Debugging the Docker Daemon

Do you need more insight into what the Docker Daemon is doing?


William Blankenship

       

Debugging the Docker Daemon

This week I needed to dive deeper into some performance issues I have been experiencing with dante. The first section will detail the struggle that lead me to this point. If you want the quick-n-dirty DIY instructions for profiling Docker, feel free to skip ahead.

Background

At NodeSource, I’m building hundreds (literally hundreds) of Docker Images. This has lead to the pressing need of parallelizing these. Currently, I’m provisioning a 32-core box and triggering 100 simultaneous builds to burn through my 600+ images. I’ve noticed though that, at any one time, there is never more than ~25 layers actively running. Somewhere, there is a bottleneck. Running ps shows me that Dante is indeed spawning 100 docker build commands, so it would seem the docker daemon isn’t keeping pace.

Diving into the Daemon

So golang has a built-in profiler called pprof. Luckily, docker exposes some of pprof on the daemon’s socket when it is started in debug mode. In order to bring up the daemon in debug mode, you first need to shutdown the docker daemon. For example, on Debian Jessie, run:

$ /etc/init.d/docker stop

Next, open up another terminal window (or start a tmux session), and run

$ docker daemon -D

This will run the daemon in the foreground with debug output. For many problems, this may be enough to see what is going on inside the daemon. If not, read on!

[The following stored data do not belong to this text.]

use base64::engine::general_purpose::STANDARD;
use base64::Engine;
use chunked_json::{
    json_enum, json_object, to_string, to_string_with_options, to_value, to_vec_with_options,
    to_writer_with_options, write_to_completion, BufferSink, Bytes, Completion, Error, EscapeMode,
    JsonWrite, Streamed, StreamedObject, Utf16, WriterOptions, WriterState,
};
use serde::Serialize;
use std::collections::BTreeMap;
use std::io;

/// Drives `value` to completion through a sink of the given soft capacity.
fn drive<T: JsonWrite + ?Sized>(
    value: &T,
    capacity: usize,
    options: WriterOptions,
) -> (Vec<u8>, Completion) {
    let mut sink = BufferSink::with_capacity(Vec::new(), capacity);
    let mut state = WriterState::new(&mut sink, options);
    let completion = write_to_completion(value, &mut state).unwrap();
    state.flush().unwrap();
    drop(state);
    (sink.into_inner(), completion)
}

/// Deterministic byte generator, so failures reproduce.
fn pseudo_random_bytes(len: usize, mut seed: u32) -> Vec<u8> {
    (0..len)
        .map(|_| {
            seed = seed.wrapping_mul(1_103_515_245).wrapping_add(12_345);
            (seed >> 16) as u8
        })
        .collect()
}

struct Pair {
    a: String,
    b: Vec<i32>,
}

json_object!(Pair { a, b });

#[test]
fn test_fifty_thousand_quotes() {
    let text = "\"".repeat(50_000);
    let options = WriterOptions::new().with_chunk_size(2048);
    let (out, completion) = drive(&text, 600, options);

    let expected = format!("\"{}\"", "\\\"".repeat(50_000));
    assert_eq!(out.len(), expected.len());
    assert_eq!(String::from_utf8(out).unwrap(), expected);
    assert!(completion.calls > 100);
}

#[test]
fn test_five_thousand_random_bytes() {
    let data = pseudo_random_bytes(5_000, 0x5eed);
    let (out, completion) = drive(&Bytes(&data), 700, WriterOptions::new());

    assert!(completion.flushes > 1);
    assert_eq!(out.first(), Some(&b'"'));
    assert_eq!(out.last(), Some(&b'"'));
    let decoded = STANDARD.decode(&out[1..out.len() - 1]).unwrap();
    assert_eq!(decoded, data);
}

#[test]
fn test_object_with_five_byte_sink() {
    let pair = Pair {
        a: "abcdefghij".to_string(),
        b: vec![1, 2, 3],
    };
    let single_call = to_string(&pair).unwrap();
    assert_eq!(single_call, r#"{"a":"abcdefghij","b":[1,2,3]}"#);

    let (out, completion) = drive(&pair, 5, WriterOptions::new().with_flush_threshold(5));
    assert!(completion.calls > 1);
    assert_eq!(String::from_utf8(out).unwrap(), single_call);
}

/// Keeps every chunk handed over by a flush separately.
#[derive(Default)]
struct Flushes(Vec<Vec<u8>>);

impl io::Write for Flushes {
    fn write(&mut self, buf: &[u8]) -> io::Result<usize> {
        self.0.push(buf.to_vec());
        Ok(buf.len())
    }

    fn flush(&mut self) -> io::Result<()> {
        Ok(())
    }
}

#[test]
fn test_object_under_five_byte_hard_limit() {
    let pair = Pair {
        a: "abcdefghij".to_string(),
        b: vec![1, 2, 3],
    };
    let options = WriterOptions::new()
        .with_buffer_capacity(5)
        .with_max_buffer(5)
        .with_flush_threshold(5);

    let mut flushes = Flushes::default();
    to_writer_with_options(&mut flushes, &pair, options.clone()).unwrap();
    assert!(flushes.0.iter().all(|chunk| chunk.len() <= 5));
    assert_eq!(
        flushes.0.concat(),
        br#"{"a":"abcdefghij","b":[1,2,3]}"#.to_vec()
    );
    assert_eq!(
        to_string_with_options(&pair, options).unwrap(),
        to_string(&pair).unwrap()
    );
}

#[test]
fn test_hard_limit_only_fails_for_oversized_tokens() {
    let limited = WriterOptions::new().with_max_buffer(8);
    let text = "abcdefghij".to_string();
    assert_eq!(
        to_vec_with_options(&text, limited.clone()).unwrap(),
        b"\"abcdefghij\"".to_vec()
    );

    let err = to_vec_with_options(&u64::MAX, limited).unwrap_err();
    assert!(matches!(
        err,
        Error::CapacityExhausted {
            requested: 20,
            limit: 8
        }
    ));
}

#[test]
fn test_empty_values_complete_in_one_call() {
    for capacity in [1, 2, 1024] {
        let (out, completion) = drive("", capacity, WriterOptions::new());
        assert_eq!((out.as_slice(), completion.calls), (&b"\"\""[..], 1));

        let (out, completion) = drive(&Vec::<u8>::new(), capacity, WriterOptions::new());
        assert_eq!((out.as_slice(), completion.calls), (&b"[]"[..], 1));

        let (out, completion) = drive(&Bytes(Vec::new()), capacity, WriterOptions::new());
        assert_eq!((out.as_slice(), completion.calls), (&b"\"\""[..], 1));
    }
}

#[test]
fn test_collection_reentered_once_per_element() {
    const K: usize = 64;
    let items: Vec<String> = (0..K).map(|i| format!("element-{}", i)).collect();
    let (unbounded, completion) = drive(&items, 1 << 20, WriterOptions::new());
    assert_eq!(completion.calls, 1);

    let (bounded, completion) = drive(&items, 1, WriterOptions::new());
    assert!(completion.calls >= K);
    assert_eq!(bounded, unbounded);
}

#[test]
fn test_different_value_while_suspended_is_protocol_violation() {
    let first = "first ".repeat(100);
    let second = "second ".repeat(100);
    let mut sink = BufferSink::with_capacity(Vec::new(), 8);
    let mut state = WriterState::new(&mut sink, WriterOptions::new());

    assert!(!first.write_json(&mut state).unwrap());
    assert!(state.is_suspended());
    let err = second.write_json(&mut state).unwrap_err();
    assert!(err.is_protocol());

    state.reset();
    assert!(!state.is_suspended());
    while !second.write_json(&mut state).unwrap() {
        state.flush().unwrap();
    }
}

#[test]
fn test_kind_mismatch_is_protocol_violation() {
    let text = "x".repeat(100);
    let items = vec![1u8; 100];
    let mut sink = BufferSink::with_capacity(Vec::new(), 4);
    let mut state = WriterState::new(&mut sink, WriterOptions::new());

    assert!(!text.write_json(&mut state).unwrap());
    let err = items.write_json(&mut state).unwrap_err();
    assert!(matches!(err, Error::Protocol(_)));
}

#[test]
fn test_utf16_surrogate_pair_across_flushes() {
    let source = "😀a😀b".repeat(300);
    let units = Utf16::from(source.as_str());
    for capacity in [1, 7, 33] {
        let options = WriterOptions::new().with_chunk_size(5);
        let (out, _) = drive(&units, capacity, options);
        assert_eq!(String::from_utf8(out).unwrap(), to_string(&source).unwrap());
    }
}

#[test]
fn test_unpaired_surrogate() {
    let lone = Utf16(vec![0x61, 0xd800]);
    let err = to_string(&lone).unwrap_err();
    assert!(err.is_encoding());

    let options = WriterOptions::new().with_allow_lone_surrogates(true);
    assert_eq!(to_string_with_options(&lone, options).unwrap(), r#""a\ud800""#);
}

#[test]
fn test_escape_modes() {
    let text = "<a href='x'>café</a>\u{2028}";
    assert_eq!(to_string(text).unwrap(), "\"<a href='x'>café</a>\u{2028}\"");

    let html = WriterOptions::new().with_escape_mode(EscapeMode::Html);
    assert_eq!(
        to_string_with_options(text, html).unwrap(),
        r#""\u003ca href=\u0027x\u0027\u003ecafé\u003c/a\u003e\u2028""#
    );

    let ascii = WriterOptions::new().with_escape_mode(EscapeMode::Ascii);
    let out = to_string_with_options(text, ascii).unwrap();
    assert!(out.is_ascii());
    assert_eq!(out, r#""<a href='x'>caf\u00e9</a>\u2028""#);
}

#[test]
fn test_streamed_rows() {
    let rows = Streamed::new((0..500).map(|i| vec![i, i * 2]));
    let (out, completion) = drive(&rows, 16, WriterOptions::new());
    assert!(completion.calls >= 500);

    let parsed: Vec<Vec<i32>> = serde_json::from_slice(&out).unwrap();
    assert_eq!(parsed.len(), 500);
    assert_eq!(parsed[499], vec![499, 998]);
}

#[test]
fn test_borrowed_one_pass_sources() {
    let mut inventory = BTreeMap::new();
    inventory.insert("bolts".to_string(), vec![4u32, 8]);
    inventory.insert("nuts".to_string(), vec![16]);

    let object = StreamedObject::new(inventory.iter().filter(|(_, sizes)| sizes.len() > 1));
    let (out, _) = drive(&object, 3, WriterOptions::new());
    assert_eq!(out, br#"{"bolts":[4,8]}"#.to_vec());

    let keys = Streamed::new(inventory.keys());
    let (out, _) = drive(&keys, 1, WriterOptions::new());
    assert_eq!(out, br#"["bolts","nuts"]"#.to_vec());

    let (out, _) = drive(&inventory, 2, WriterOptions::new());
    assert_eq!(out, br#"{"bolts":[4,8],"nuts":[16]}"#.to_vec());
}

#[derive(Serialize)]
struct Order {
    order_id: u32,
    customer: String,
    items: Vec<Item>,
    attachment: serde_bytes_like::Blob,
}

#[derive(Serialize)]
struct Item {
    sku: String,
    price: f64,
    quantity: u32,
}

mod serde_bytes_like {
    use serde::{Serialize, Serializer};

    pub struct Blob(pub Vec<u8>);

    impl Serialize for Blob {
        fn serialize<S: Serializer>(&self, serializer: S) -> Result<S::Ok, S::Error> {
            serializer.serialize_bytes(&self.0)
        }
    }
}

#[test]
fn test_serde_value_through_small_sink() {
    let order = Order {
        order_id: 12345,
        customer: "Alice \"VIP\"".to_string(),
        items: (0..50)
            .map(|i| Item {
                sku: format!("SKU-{:03}", i),
                price: 9.5 + f64::from(i),
                quantity: i,
            })
            .collect(),
        attachment: serde_bytes_like::Blob(pseudo_random_bytes(300, 7)),
    };
    let value = to_value(&order).unwrap();
    let expected = to_string(&value).unwrap();

    let (out, _) = drive(&value, 9, WriterOptions::new());
    assert_eq!(String::from_utf8(out).unwrap(), expected);

    let parsed: serde_json::Value = serde_json::from_str(&expected).unwrap();
    assert_eq!(parsed["customer"], "Alice \"VIP\"");
    assert_eq!(parsed["items"][49]["sku"], "SKU-049");
    let blob = parsed["attachment"].as_str().unwrap();
    assert_eq!(STANDARD.decode(blob).unwrap(), pseudo_random_bytes(300, 7));
}

#[derive(Clone, Copy)]
enum Status {
    Active,
    Suspended,
}

json_enum!(Status { Active => "active", Suspended => "suspended" });

struct Account {
    id: u64,
    status: Status,
    note: Option<String>,
}

json_object!(Account { id, status, note as "comment" });

#[test]
fn test_typed_objects_and_enums() {
    let accounts = vec![
        Account {
            id: 1,
            status: Status::Active,
            note: None,
        },
        Account {
            id: 2,
            status: Status::Suspended,
            note: Some("overdue".to_string()),
        },
    ];
    let expected = concat!(
        r#"[{"id":1,"status":"active","comment":null},"#,
        r#"{"id":2,"status":"suspended","comment":"overdue"}]"#
    );
    assert_eq!(to_string(&accounts).unwrap(), expected);
    let (out, _) = drive(&accounts, 3, WriterOptions::new());
    assert_eq!(String::from_utf8(out).unwrap(), expected);
}

#[test]
fn test_to_writer_with_file_like_sink() {
    let text = "line\n".repeat(10_000);
    let mut out = Vec::new();
    let options = WriterOptions::new().with_buffer_capacity(1024);
    to_writer_with_options(&mut out, &text, options).unwrap();
    let parsed: String = serde_json::from_slice(&out).unwrap();
    assert_eq!(parsed, text);
}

Next, we want to wire up docker’s Unix socket up to a TCP socket. Luckily, there is a fancy socat that does just this. Simply run:

$ socat -d -d TCP-LISTEN:8080,fork,bind=[host_ip] UNIX:/var/run/docker.sock

Now, the go tool can talk directly to the daemon. For example:

$ go tool pprof http://[host_ip]:8080/debug/pprof/profile

Though, this isn’t going to give us anything very interesting. For some visually stimulating data, we can use go-torch. So let us get that setup. First, download and install go-torch via it’s README.md.

Next, clone the Brendan Gregg’s fabulous repo for generating the SVG:

$ git clone https://github.com/brendangregg/FlameGraph.git
$ cd FlameGraph

Now you can gather the same data as before, but as a pretty svg:

$ go-torch --time=15 --file "docker.svg" --url http://[host_ip]:8080/debug/pprof

This will give us an image like this:

svg

The svg includes a link to some javascript in the repo, so if you open it in a webbrowser directly from your filesystem, it will be interactive.

Conclusion

This graph shows that walking the filesystem for the creation and flattening of tarfiles is taking a pretty large amount of time. If I go further down this rabbit whole, I’ll upload further findings here!

I hope this helps you!